Background Gut-liver crosstalk plays an important role in alcohol-associated liver disease (ALD) pathogenesis; but underlying mechanisms remain obscure. Objective We examined the regulation of intestinal and intrahepatic CD8 + T lymphocytes and their contribution to ALD. Design ALD patients were recruited for evaluation of intestinal and liver T cells. Single-cell RNA sequencing (scRNA seq) was performed to analyse intrahepatic and peripheral T cells in ALD. Wildtype, CD8-specific Bcl2 transgenic ( Cd8 Bcl-2 ), and Cd8 −/− mice were subjected to chronic-plus-binge ethanol feeding.

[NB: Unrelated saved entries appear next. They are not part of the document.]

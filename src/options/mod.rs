//! Centralized camera tuning with TOML preset support.
//!
//! All tweakable settings (projection, movement/look tuning, key
//! bindings) are consolidated here. Options serialize to/from TOML so
//! hosts can ship editable preset files.

mod camera;

use std::path::Path;

pub use camera::CameraOptions;
use serde::{Deserialize, Serialize};

use crate::error::FlycamError;
use crate::input::KeyBindings;

/// Top-level options container. All sub-structs use `#[serde(default)]`
/// so partial TOML files (e.g. only overriding `[camera]`) work
/// correctly.
#[derive(Debug, Clone, Serialize, Deserialize, PartialEq, Default)]
#[serde(default)]
pub struct Options {
    /// Camera projection and control parameters.
    pub camera: CameraOptions,
    /// Movement key bindings.
    pub bindings: KeyBindings,
}

impl Options {
    /// Load options from a TOML file. Missing fields use defaults.
    pub fn load(path: &Path) -> Result<Self, FlycamError> {
        let content = std::fs::read_to_string(path).map_err(FlycamError::Io)?;
        let options = toml::from_str(&content)
            .map_err(|e| FlycamError::OptionsParse(e.to_string()))?;
        log::info!("loaded options from {}", path.display());
        Ok(options)
    }

    /// Save options to a TOML file (pretty-printed). Parent directories
    /// are created as needed.
    pub fn save(&self, path: &Path) -> Result<(), FlycamError> {
        let content = toml::to_string_pretty(self)
            .map_err(|e| FlycamError::OptionsParse(e.to_string()))?;
        if let Some(parent) = path.parent() {
            std::fs::create_dir_all(parent).map_err(FlycamError::Io)?;
        }
        std::fs::write(path, content).map_err(FlycamError::Io)?;
        log::info!("saved options to {}", path.display());
        Ok(())
    }
}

Results In ALD patients, duodenal CD8 + T cells were selectively reduced and negatively correlated with liver injury and bacterial translocation markers, while intrahepatic CD8 + T cells were markedly increased. ScRNA seq analysis of ALD patient livers revealed several populations of CD8 + T cells expressing activation and survival genes (eg, Bcl2 ). Transcriptomics and functional studies revealed a key role of prosurvival BCL2 in this opposite regulation of CD8 + T cells. Mechanistically, chronic-plus-binge ethanol feeding reduced CD8 + T cells specifically in the duodenum where ethanol levels are high. Inducing BCL2 in CD8 + T cells reversed ethanol-induced loss of duodenal CD8 + T cells, improved gut barrier function and ameliorated ALD, while CD8 deficiency was linked to enhanced neutrophil and macrophage infiltration in the liver, exacerbating ALD in mice. Conclusions ALD is associated with loss of duodenal CD8 + T cells but elevation of intrahepatic CD8 + T cells, which aggravates and ameliorates ALD, respectively. Restoration of survival and functions of intestinal and intrahepatic CD8 + T cells may represent a novel therapeutic strategy for ALD patients.